Abram se rendit-il compte du don que lui faisait Dieu, du fait que sa foi lui était imputée à justice ? C'est douteux. Un voile couvrait encore à ses yeux l'oeuvre divine ; il n'est tombé qu'avec l'accomplissement de l'Évangile. Je suppose pourtant que Dieu aura laissé pressentir en quelque mesure à son serviteur la grâce insigne qui lui était faite. Celle-ci aura élevé le patriarche d'un degré nouveau dans sa vie spirituelle. La victoire remportée par Abram sur son doute l'aura conduit à une nouvelle communion avec Dieu, dont jusqu'alors il n'avait aucun pressentiment. Et nous, chrétiens, enfants de la foi qui passons par le trouble, par de très profondes angoisses, qui sommes parfois assaillis par les orages du doute, c'est par tout cela aussi que nous entrons dans une indissoluble communion avec le Seigneur.

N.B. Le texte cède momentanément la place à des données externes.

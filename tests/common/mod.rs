#![allow(dead_code)]

use axum::body::{to_bytes, Body};
use axum::http::{header, Method, Request, StatusCode};
use axum::Router;
use serde_json::Value;
use tower::ServiceExt;

use sessiongate::config::ServerConfig;
use sessiongate::identity::ROLE_USER;
use sessiongate::security::HashParams;
use sessiongate::server::{build_state, AppState};
use sessiongate::storage::NewUser;

pub const ALICE: &str = "alice";
pub const ALICE_PASSWORD: &str = "correct";

pub fn test_config() -> ServerConfig {
    ServerConfig {
        hash_params: HashParams::insecure_fast(),
        admin_user: Some("admin".to_string()),
        admin_password: Some("admin".to_string()),
        ..Default::default()
    }
}

pub fn add_user(state: &AppState, username: &str, password: &str, authorities: &[&str]) {
    state
        .users
        .save_user(NewUser {
            username: username.to_string(),
            password: password.to_string(),
            authorities: authorities.iter().map(|s| s.to_string()).collect(),
        })
        .expect("save user");
}

/// Default state plus `alice`/`correct` with ROLE_USER.
pub fn state_with_alice(config: &ServerConfig) -> AppState {
    let state = build_state(config).expect("build state");
    add_user(&state, ALICE, ALICE_PASSWORD, &[ROLE_USER]);
    state
}

pub fn login_request(username: &str, password: &str) -> Request<Body> {
    let body = serde_json::json!({"username": username, "password": password}).to_string();
    Request::builder()
        .method(Method::POST)
        .uri("/api/login")
        .header(header::CONTENT_TYPE, "application/json")
        .body(Body::from(body))
        .unwrap()
}

pub fn authed(method: Method, uri: &str, token: &str) -> Request<Body> {
    Request::builder()
        .method(method)
        .uri(uri)
        .header("x-auth-token", token)
        .body(Body::empty())
        .unwrap()
}

pub async fn send(app: &Router, req: Request<Body>) -> (StatusCode, Value) {
    let resp = app.clone().oneshot(req).await.expect("router is infallible");
    let status = resp.status();
    let bytes = to_bytes(resp.into_body(), usize::MAX).await.expect("read body");
    let body = serde_json::from_slice(&bytes)
        .unwrap_or_else(|_| Value::String(String::from_utf8_lossy(&bytes).into_owned()));
    (status, body)
}

/// Log in and return the access token, asserting success.
pub async fn login(app: &Router, username: &str, password: &str) -> String {
    let (status, body) = send(app, login_request(username, password)).await;
    assert_eq!(status, StatusCode::OK, "login failed: {}", body);
    body["accessToken"].as_str().expect("accessToken").to_string()
}
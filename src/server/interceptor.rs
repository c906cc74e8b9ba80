//! Authorization interceptor: re-establishes the caller's identity from the
//! session store on every request. Never touches the user repository.

use axum::extract::{Request, State};
use axum::http::{header, HeaderMap, HeaderName};
use axum::middleware::Next;
use axum::response::Response;
use tracing::{debug, warn};

use super::{on_store, AppState};
use crate::identity::RequestContext;

pub const SESSION_COOKIE: &str = "sessiongate_token";

fn parse_cookie(headers: &HeaderMap, name: &str) -> Option<String> {
    for cookie in headers.get_all(header::COOKIE).iter() {
        let Ok(s) = cookie.to_str() else { continue; };
        for part in s.split(';') {
            let p = part.trim();
            if let Some((k, v)) = p.split_once('=') {
                if k == name && !v.is_empty() { return Some(v.to_string()); }
            }
        }
    }
    None
}

/// Token lookup order: configured header, `Authorization: Bearer`, session cookie.
pub fn presented_token(headers: &HeaderMap, token_header: &HeaderName) -> Option<String> {
    if let Some(v) = headers.get(token_header).and_then(|v| v.to_str().ok()) {
        let v = v.trim();
        if !v.is_empty() { return Some(v.to_string()); }
    }
    if let Some(v) = headers.get(header::AUTHORIZATION).and_then(|v| v.to_str().ok()) {
        // auth scheme names are case-insensitive
        if let Some((scheme, t)) = v.trim().split_once(' ') {
            let t = t.trim();
            if scheme.eq_ignore_ascii_case("bearer") && !t.is_empty() { return Some(t.to_string()); }
        }
    }
    parse_cookie(headers, SESSION_COOKIE)
}

/// Unknown tokens and store failures leave the request anonymous; protected
/// handlers reject it at their own authorization check.
pub async fn authorization_interceptor(State(state): State<AppState>, mut req: Request, next: Next) -> Response {
    let mut rc = RequestContext::default();
    if let Some(token) = presented_token(req.headers(), &state.token_header) {
        let lookup = token.clone();
        match on_store(&state.sessions, move |sm| Ok(sm.resolve(&lookup)?)).await {
            Ok(Some(ctx)) => {
                debug!(target: "auth", request_id = %rc.request_id, user = %ctx.username(), "token resolved");
                rc.security = Some(ctx);
            }
            Ok(None) => debug!(target: "auth", request_id = %rc.request_id, "token not found in session store"),
            Err(e) => warn!(target: "auth", request_id = %rc.request_id, "session store read failed: {}", e),
        }
        rc.token = Some(token);
    }
    req.extensions_mut().insert(rc);
    next.run(req).await
}

#[cfg(test)]
mod tests {
    use super::*;
    use axum::http::HeaderValue;

    fn hdr() -> HeaderName { HeaderName::from_static("x-auth-token") }

    #[test]
    fn header_wins_over_bearer_and_cookie() {
        let mut h = HeaderMap::new();
        h.insert("x-auth-token", HeaderValue::from_static("from-header"));
        h.insert(header::AUTHORIZATION, HeaderValue::from_static("Bearer from-bearer"));
        h.insert(header::COOKIE, HeaderValue::from_static("sessiongate_token=from-cookie"));
        assert_eq!(presented_token(&h, &hdr()).as_deref(), Some("from-header"));
    }

    #[test]
    fn bearer_then_cookie() {
        let mut h = HeaderMap::new();
        h.insert(header::AUTHORIZATION, HeaderValue::from_static("Bearer abc"));
        assert_eq!(presented_token(&h, &hdr()).as_deref(), Some("abc"));

        let mut h = HeaderMap::new();
        h.insert(header::COOKIE, HeaderValue::from_static("theme=dark; sessiongate_token=xyz"));
        assert_eq!(presented_token(&h, &hdr()).as_deref(), Some("xyz"));
    }

    #[test]
    fn bearer_scheme_ignores_case() {
        for v in ["bearer abc", "BEARER abc", "BeArEr   abc "] {
            let mut h = HeaderMap::new();
            h.insert(header::AUTHORIZATION, HeaderValue::from_str(v).unwrap());
            assert_eq!(presented_token(&h, &hdr()).as_deref(), Some("abc"), "{}", v);
        }
        let mut h = HeaderMap::new();
        h.insert(header::AUTHORIZATION, HeaderValue::from_static("Bearerabc"));
        assert!(presented_token(&h, &hdr()).is_none());
    }

    #[test]
    fn nothing_presented() {
        let mut h = HeaderMap::new();
        h.insert(header::AUTHORIZATION, HeaderValue::from_static("Basic Zm9vOmJhcg=="));
        h.insert("x-auth-token", HeaderValue::from_static("   "));
        assert!(presented_token(&h, &hdr()).is_none());
    }
}
pub mod badge_evaluator;
pub mod buddy_notifier;
pub mod plan_cache;
pub mod plan_merger;
pub mod progress_analyzer;
pub mod reschedule_service;
pub mod schedule_utils;
pub mod session_generator;
pub mod settings_service;
pub mod study_planner_service;
pub mod subject_classifier;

La justification par la foi, cette approbation divine infiniment supérieure aux sympathies du monde, nous est donnée avec cette communion. Bien plus, nous trouvons en même temps dans celle-ci une réponse à nos malheureux : « Pourquoi ? pourquoi Seigneur ? » si souvent posés à Dieu, au milieu des orages de la vie. Aussi entend-on des serviteurs de Dieu durement éprouvés, - et c'est là leur précieux lot sur cette terre, - déjà chanter de joie au milieu de l'adversité.